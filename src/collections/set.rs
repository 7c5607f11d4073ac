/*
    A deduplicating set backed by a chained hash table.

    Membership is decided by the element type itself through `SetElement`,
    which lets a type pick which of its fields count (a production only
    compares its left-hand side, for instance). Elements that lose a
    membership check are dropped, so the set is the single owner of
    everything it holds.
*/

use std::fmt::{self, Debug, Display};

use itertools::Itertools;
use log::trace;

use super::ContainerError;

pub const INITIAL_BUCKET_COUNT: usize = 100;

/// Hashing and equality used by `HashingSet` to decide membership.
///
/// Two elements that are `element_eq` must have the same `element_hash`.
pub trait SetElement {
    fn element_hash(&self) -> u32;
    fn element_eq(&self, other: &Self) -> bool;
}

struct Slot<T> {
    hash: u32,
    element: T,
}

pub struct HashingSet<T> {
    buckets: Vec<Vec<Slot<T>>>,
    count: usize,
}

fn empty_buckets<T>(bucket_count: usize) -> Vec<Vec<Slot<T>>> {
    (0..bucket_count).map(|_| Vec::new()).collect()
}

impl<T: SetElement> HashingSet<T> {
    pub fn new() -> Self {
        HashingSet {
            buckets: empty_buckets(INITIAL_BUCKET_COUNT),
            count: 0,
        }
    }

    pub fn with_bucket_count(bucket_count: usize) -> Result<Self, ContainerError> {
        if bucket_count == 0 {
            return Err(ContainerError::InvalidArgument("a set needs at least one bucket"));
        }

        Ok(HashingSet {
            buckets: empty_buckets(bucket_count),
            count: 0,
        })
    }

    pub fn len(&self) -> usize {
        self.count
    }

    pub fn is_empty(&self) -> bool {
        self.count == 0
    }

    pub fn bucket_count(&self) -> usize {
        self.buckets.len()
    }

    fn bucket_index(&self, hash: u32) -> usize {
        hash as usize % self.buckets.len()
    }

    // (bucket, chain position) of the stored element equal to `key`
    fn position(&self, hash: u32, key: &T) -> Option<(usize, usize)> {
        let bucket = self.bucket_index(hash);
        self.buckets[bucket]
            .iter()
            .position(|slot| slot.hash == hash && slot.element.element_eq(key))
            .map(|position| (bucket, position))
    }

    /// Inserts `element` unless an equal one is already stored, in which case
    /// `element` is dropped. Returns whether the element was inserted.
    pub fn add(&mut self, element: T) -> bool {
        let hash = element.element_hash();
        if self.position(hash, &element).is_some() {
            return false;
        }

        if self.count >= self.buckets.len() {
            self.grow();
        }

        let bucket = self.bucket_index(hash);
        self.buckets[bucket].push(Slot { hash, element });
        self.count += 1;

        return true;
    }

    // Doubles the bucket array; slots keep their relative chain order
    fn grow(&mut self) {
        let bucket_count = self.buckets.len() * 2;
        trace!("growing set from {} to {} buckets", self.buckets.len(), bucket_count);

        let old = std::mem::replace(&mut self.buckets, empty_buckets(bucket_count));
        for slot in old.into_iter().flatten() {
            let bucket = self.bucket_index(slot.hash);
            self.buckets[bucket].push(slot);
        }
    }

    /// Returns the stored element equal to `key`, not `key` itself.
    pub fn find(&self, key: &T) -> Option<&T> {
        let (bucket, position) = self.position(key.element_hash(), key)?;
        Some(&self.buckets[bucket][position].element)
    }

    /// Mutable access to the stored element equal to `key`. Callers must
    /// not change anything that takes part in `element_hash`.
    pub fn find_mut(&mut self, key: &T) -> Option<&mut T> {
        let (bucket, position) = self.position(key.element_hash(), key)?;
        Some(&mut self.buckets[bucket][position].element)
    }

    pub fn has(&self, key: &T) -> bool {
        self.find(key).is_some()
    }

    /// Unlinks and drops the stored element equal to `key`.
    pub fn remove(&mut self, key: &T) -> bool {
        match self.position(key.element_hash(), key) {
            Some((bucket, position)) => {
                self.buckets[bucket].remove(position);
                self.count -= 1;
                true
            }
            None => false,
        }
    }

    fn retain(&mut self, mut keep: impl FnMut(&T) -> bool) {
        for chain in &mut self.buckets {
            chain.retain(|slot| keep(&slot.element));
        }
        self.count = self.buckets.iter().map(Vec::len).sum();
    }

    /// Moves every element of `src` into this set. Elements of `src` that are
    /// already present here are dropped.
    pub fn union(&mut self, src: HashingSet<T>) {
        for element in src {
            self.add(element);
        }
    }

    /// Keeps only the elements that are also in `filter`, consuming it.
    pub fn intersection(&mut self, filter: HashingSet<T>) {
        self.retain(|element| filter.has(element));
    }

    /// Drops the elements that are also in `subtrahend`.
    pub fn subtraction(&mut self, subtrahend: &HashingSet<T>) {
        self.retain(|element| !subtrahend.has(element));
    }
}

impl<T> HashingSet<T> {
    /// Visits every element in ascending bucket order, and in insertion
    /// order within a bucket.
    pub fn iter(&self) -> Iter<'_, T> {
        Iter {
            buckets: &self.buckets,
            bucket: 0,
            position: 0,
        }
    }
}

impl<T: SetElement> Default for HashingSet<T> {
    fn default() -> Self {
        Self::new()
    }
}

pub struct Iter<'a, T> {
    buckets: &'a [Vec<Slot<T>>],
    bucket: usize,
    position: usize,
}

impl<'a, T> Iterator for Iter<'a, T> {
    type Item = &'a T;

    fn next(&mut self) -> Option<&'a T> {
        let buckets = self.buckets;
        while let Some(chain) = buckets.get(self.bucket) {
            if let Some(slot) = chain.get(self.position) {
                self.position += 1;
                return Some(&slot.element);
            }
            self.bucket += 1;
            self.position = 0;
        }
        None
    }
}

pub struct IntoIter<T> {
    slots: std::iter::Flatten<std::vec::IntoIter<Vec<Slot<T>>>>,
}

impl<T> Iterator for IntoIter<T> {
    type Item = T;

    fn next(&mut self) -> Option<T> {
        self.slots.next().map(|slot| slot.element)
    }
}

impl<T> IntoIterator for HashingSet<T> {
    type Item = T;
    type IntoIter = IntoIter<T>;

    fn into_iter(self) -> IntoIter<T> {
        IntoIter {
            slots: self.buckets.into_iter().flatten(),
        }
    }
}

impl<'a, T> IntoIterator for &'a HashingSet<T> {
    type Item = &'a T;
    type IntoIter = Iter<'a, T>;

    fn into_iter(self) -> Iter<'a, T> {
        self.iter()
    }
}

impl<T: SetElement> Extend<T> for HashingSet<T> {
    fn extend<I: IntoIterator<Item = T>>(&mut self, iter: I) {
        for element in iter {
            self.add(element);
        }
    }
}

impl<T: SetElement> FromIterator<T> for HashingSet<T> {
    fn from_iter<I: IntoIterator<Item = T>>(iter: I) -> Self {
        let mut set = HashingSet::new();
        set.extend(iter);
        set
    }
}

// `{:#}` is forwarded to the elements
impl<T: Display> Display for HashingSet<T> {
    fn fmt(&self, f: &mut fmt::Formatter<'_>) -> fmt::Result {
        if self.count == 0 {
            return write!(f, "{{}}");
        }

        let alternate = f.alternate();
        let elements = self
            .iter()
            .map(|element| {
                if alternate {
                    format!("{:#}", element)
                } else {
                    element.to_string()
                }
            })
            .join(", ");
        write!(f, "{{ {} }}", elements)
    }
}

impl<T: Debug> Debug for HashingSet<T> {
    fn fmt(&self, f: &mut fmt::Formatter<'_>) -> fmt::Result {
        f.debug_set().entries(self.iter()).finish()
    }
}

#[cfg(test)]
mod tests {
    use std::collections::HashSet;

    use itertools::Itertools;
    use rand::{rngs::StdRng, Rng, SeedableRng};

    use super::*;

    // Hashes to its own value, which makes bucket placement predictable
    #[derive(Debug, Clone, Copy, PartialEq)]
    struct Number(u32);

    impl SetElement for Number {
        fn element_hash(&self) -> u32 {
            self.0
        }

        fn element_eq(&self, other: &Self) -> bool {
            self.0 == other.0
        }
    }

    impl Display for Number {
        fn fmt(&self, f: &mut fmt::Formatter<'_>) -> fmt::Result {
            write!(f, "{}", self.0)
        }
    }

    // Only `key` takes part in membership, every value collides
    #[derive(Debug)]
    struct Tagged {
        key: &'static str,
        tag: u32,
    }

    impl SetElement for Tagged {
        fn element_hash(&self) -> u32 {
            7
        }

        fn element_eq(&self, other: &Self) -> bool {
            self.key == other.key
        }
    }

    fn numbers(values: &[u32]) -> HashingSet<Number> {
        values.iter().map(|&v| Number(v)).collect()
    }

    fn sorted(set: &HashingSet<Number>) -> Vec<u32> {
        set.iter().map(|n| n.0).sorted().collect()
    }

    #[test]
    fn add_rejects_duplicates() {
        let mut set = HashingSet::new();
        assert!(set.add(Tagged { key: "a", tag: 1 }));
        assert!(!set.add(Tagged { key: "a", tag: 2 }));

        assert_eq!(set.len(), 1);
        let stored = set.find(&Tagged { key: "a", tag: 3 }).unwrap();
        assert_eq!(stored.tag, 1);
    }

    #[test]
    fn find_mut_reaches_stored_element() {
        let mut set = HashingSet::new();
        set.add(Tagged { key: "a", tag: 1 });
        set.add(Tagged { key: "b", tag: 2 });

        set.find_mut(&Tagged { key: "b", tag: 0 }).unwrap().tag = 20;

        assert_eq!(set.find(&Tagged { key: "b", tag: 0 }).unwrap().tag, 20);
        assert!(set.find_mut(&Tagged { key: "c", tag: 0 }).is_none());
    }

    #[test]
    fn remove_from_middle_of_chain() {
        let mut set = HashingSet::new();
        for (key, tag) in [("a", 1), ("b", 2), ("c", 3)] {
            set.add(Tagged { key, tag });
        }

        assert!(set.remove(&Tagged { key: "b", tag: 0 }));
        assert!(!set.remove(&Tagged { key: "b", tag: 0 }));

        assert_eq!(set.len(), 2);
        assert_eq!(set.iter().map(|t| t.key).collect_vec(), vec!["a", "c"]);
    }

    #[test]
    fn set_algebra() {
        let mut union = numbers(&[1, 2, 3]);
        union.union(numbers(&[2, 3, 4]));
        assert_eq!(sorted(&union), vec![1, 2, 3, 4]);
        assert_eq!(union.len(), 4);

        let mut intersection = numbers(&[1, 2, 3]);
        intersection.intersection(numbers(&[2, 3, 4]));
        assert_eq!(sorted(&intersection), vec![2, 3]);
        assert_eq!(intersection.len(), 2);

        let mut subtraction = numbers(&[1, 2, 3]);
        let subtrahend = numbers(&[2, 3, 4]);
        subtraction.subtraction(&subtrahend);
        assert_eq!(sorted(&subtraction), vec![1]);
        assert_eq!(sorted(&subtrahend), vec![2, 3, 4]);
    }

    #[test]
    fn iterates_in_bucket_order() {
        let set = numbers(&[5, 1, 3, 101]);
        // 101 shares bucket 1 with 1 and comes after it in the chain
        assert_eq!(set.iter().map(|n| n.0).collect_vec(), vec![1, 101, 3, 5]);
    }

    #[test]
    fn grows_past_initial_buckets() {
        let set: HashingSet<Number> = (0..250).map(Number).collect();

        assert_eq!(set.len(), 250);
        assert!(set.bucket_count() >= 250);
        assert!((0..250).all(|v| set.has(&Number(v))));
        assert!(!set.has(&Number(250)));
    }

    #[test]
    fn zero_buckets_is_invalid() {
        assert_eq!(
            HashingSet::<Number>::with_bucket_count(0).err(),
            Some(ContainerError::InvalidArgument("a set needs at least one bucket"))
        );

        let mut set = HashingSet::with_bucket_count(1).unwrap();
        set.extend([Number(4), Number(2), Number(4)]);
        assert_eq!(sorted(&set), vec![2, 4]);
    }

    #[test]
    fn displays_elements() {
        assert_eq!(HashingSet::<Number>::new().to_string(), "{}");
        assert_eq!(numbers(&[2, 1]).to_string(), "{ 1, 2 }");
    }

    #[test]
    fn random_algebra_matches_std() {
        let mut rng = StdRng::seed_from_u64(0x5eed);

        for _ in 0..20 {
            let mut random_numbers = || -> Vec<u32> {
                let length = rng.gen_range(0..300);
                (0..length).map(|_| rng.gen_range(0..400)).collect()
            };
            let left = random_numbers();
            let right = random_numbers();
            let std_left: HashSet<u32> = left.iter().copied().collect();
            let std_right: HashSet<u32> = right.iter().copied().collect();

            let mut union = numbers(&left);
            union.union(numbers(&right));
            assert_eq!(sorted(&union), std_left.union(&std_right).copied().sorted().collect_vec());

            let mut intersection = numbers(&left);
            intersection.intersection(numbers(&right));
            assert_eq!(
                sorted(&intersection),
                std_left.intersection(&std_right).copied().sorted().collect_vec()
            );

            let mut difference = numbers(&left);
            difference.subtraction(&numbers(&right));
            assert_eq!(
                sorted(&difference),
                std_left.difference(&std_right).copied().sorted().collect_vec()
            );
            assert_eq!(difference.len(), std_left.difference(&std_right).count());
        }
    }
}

########

YOUR GOAL =>
Return every line from the entries that holds the string "length".

RESULT OF THE EXERCISE =>
                let length = rng.gen_range(0..300);
                (0..length).map(|_| rng.gen_range(0..400)).collect()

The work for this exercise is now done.